The LLVM comdat operation specifies how to deduplicate globals with the
same key in two different object files. This is necessary on Windows
where e.g. two object files with linkonce globals will not link unless
a comdat for those globals is specified. It is also supported in the ELF
format.

Diff Detail

Event Timeline

DavidTruby created this revision.May 17 2023, 9:13 AM
Herald added a project: Restricted Project. · View Herald Transcript
DavidTruby requested review of this revision.May 17 2023, 9:13 AM

I'm not 100% sure I've done this correctly as my understanding of comdats is somewhat limited. We need this for flang where we have some linkonce and linkonce_odr globals that we can't link on Windows without comdats.
I originally wanted to have a separate symbol table for comdats so that they could share the same symbol with the global they are defining the comdat for, as this is how it works in LLVM, but I couldn't quite get that to work. If we'd prefer it to work that way then any pointers on how to do that would be much appreciated!

I'm not 100% sure I've done this correctly as my understanding of comdats is somewhat limited. We need this for flang where we have some linkonce and linkonce_odr globals that we can't link on Windows without comdats. I originally wanted to have a separate symbol table for comdats so that they could share the same symbol with the global they are defining the comdat for, as this is how it works in LLVM, but I couldn't quite get that to work. If we'd prefer it to work that way then any pointers on how to do that would be much appreciated!

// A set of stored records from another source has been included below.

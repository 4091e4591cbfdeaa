//! Utility functions for display formatting.

pub mod format;

pub use format::{format_currency, format_optional};
//! Configuration for batch runs

use crate::PipelineError;
use serde::{Deserialize, Serialize};

/// Default number of files processed at once
pub const DEFAULT_CONCURRENCY_LIMIT: usize = 3;

/// Configuration for the Batch Scheduler and Item Processor
///
/// # Examples
///
/// ```
/// use p2f_pipeline::PipelineConfig;
///
/// let config = PipelineConfig::default();
/// assert_eq!(config.concurrency_limit, 3);
/// assert!(!config.skip_format_check);
/// ```
#[derive(Debug, Clone, PartialEq, Eq, Serialize, Deserialize)]
pub struct PipelineConfig {
    /// Maximum extractions in flight
    pub concurrency_limit: usize,

    /// Process files even if their names already follow the template
    #[serde(default)]
    pub skip_format_check: bool,
}

impl Default for PipelineConfig {
    fn default() -> Self {
        Self {
            concurrency_limit: DEFAULT_CONCURRENCY_LIMIT,
            skip_format_check: false,
        }
    }
}

impl PipelineConfig {
    /// Set the concurrency limit
    pub fn with_concurrency_limit(mut self, limit: usize) -> Self {
        self.concurrency_limit = limit;
        self
    }

    /// Enable or disable the format-check override
    pub fn with_skip_format_check(mut self, skip: bool) -> Self {
        self.skip_format_check = skip;
        self
    }

    /// Validate the configuration
    pub fn validate(&self) -> Result<(), PipelineError> {
        if self.concurrency_limit == 0 {
            return Err(PipelineError::Config(
                "concurrency_limit must be greater than 0".to_string(),
            ));
        }
        Ok(())
    }
}

#[cfg(test)]
mod tests {
    use super::*;

    #[test]
    fn test_default_config_is_valid() {
        assert!(PipelineConfig::default().validate().is_ok());
    }

    #[test]
    fn test_zero_concurrency_is_rejected() {
        let config = PipelineConfig::default().with_concurrency_limit(0);
        assert!(matches!(config.validate(), Err(PipelineError::Config(_))));
    }

    #[test]
    fn test_serde_roundtrip() {
        let config = PipelineConfig::default()
            .with_concurrency_limit(8)
            .with_skip_format_check(true);
        let serialized = serde_json::to_string(&config).unwrap();
        let deserialized: PipelineConfig = serde_json::from_str(&serialized).unwrap();
        assert_eq!(config, deserialized);
    }

    #[test]
    fn test_skip_format_check_defaults_to_false() {
        let config: PipelineConfig = serde_json::from_str(r#"{"concurrency_limit": 2}"#).unwrap();
        assert!(!config.skip_format_check);
    }
}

I would recommend to have a look at how the alias analysis metadata is handled in LLVM dialect:

llvm.metadata @__llvm_global_metadata {
  llvm.alias_scope_domain @domain_0 {  description = "copy" }
  llvm.alias_scope @scope_1 { description = "copy: argument 0", domain = @domain_0 }
}

llvm.load %arg0 { alias_scopes = [@__llvm_global_metadata::@scope_1] }

It uses a global llvm.metadata operation that has a region which contains the individual metadata nodes. The llvm.metadata operation itself serves as a symbol table for the individual alias metadata operations. I.e., you could introduce an llvm.comdat operation that defines one global symbol under which you nest the comdat symbols for the individual global variables. Is this roughly what your separate symbol table approach looks like? I think having one global operation that nests all comdat information is cleaner than your current solution since there is only one symbol (the one of the llvm.comdat operation) that pollutes the global namespace.

mlir/include/mlir/Dialect/LLVMIR/LLVMEnums.td
617

Is the DialectAttr wrapper needed?

If the enum is only used as an operation attribute then the DialectAttr may not be necessary. AtomicOrdering is an example for an enum that does not need DialectAttr.

If you plan to use the attribute as a discardable attribute outside of the LLVM dialect, then the DialectAttr wrapper may be needed.

mlir/include/mlir/Dialect/LLVMIR/LLVMOps.td
1324

Please use a SymbolRef / FlatSymbolRef attribute when referencing symbols.

1433

Could you use CArg<"StringRef", StringRef()> here and use the empty string reference instead of nullopt?

mlir/lib/Dialect/LLVMIR/IR/LLVMDialect.cpp
41

nit: This looks like a leftover?

Thanks for the review! This is probably more like what I was looking for yes, I'll rework the patch to use something similar to the metadata op. Thanks for the pointer! I assume it's possible with llvm.metadata to add to it at multiple points, rather than the entire op having to be created at one place?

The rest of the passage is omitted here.